DESCRIPTION OF THE TASK: Transcribe exactly the lines from the one containing "return Ok(None);" through the end of the entries, including both the first and the last, and nothing else.

Start of EXERCISE INPUTS

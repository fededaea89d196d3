use std::sync::RwLock;

use chrono::Utc;
use uuid::Uuid;

use crate::blog::{Blog, BlogPatch, ValidBlog};
use crate::store::{apply_patch, BlogStore, StoreError};

pub struct MemoryStore {
    blogs: RwLock<Vec<Blog>>,
}

impl MemoryStore {
    pub fn new() -> Self {
        Self::from_blogs(vec![])
    }

    pub fn from_blogs(blogs: Vec<Blog>) -> Self {
        MemoryStore {
            blogs: RwLock::new(blogs),
        }
    }

    /// Swaps in `blogs` as the whole content of the store.
    pub(crate) fn replace_all(&self, blogs: Vec<Blog>) -> Result<(), StoreError> {
        let mut stored = self.blogs.write().map_err(|_| StoreError::Poisoned)?;
        *stored = blogs;
        Ok(())
    }
}

/// New record for `blog` with a fresh id and the current time.
pub(crate) fn new_record(blog: ValidBlog) -> Blog {
    Blog {
        id: Uuid::new_v4().to_string(),
        title: blog.title,
        description: blog.description,
        image: blog.image,
        created_by: blog.created_by,
        created_at: Utc::now(),
    }
}

impl Default for MemoryStore {
    fn default() -> Self {
        Self::new()
    }
}

impl BlogStore for MemoryStore {
    fn insert(&self, blog: ValidBlog) -> Result<Blog, StoreError> {
        let blog = new_record(blog);
        let mut blogs = self.blogs.write().map_err(|_| StoreError::Poisoned)?;
        blogs.push(blog.clone());
        Ok(blog)
    }

    fn find_all(&self) -> Result<Vec<Blog>, StoreError> {
        let blogs = self.blogs.read().map_err(|_| StoreError::Poisoned)?;
        Ok(blogs.clone())
    }

    fn find_by_id(&self, id: &str) -> Result<Option<Blog>, StoreError> {
        let blogs = self.blogs.read().map_err(|_| StoreError::Poisoned)?;
        Ok(blogs.iter().find(|blog| blog.id == id).cloned())
    }

    fn find_by_creator(&self, user_id: &str) -> Result<Vec<Blog>, StoreError> {
        let blogs = self.blogs.read().map_err(|_| StoreError::Poisoned)?;
        let found = blogs.iter()
            .filter(|blog| blog.created_by.as_deref() == Some(user_id))
            .cloned()
            .collect();
        Ok(found)
    }

    fn update_one(&self, id: &str, patch: &BlogPatch) -> Result<Option<Blog>, StoreError> {
        let mut blogs = self.blogs.write().map_err(|_| StoreError::Poisoned)?;
        let Some(stored) = blogs.iter_mut().find(|blog| blog.id == id) else {
            return Ok(None);
        };

        let updated = apply_patch(stored, patch)?;
        *stored = updated.clone();
        Ok(Some(updated))
    }
}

End of EXERCISE INPUTS

SOLUTION FOR THIS EXERCISE:
            return Ok(None);
        };

        let updated = apply_patch(stored, patch)?;
        *stored = updated.clone();
        Ok(Some(updated))
    }
}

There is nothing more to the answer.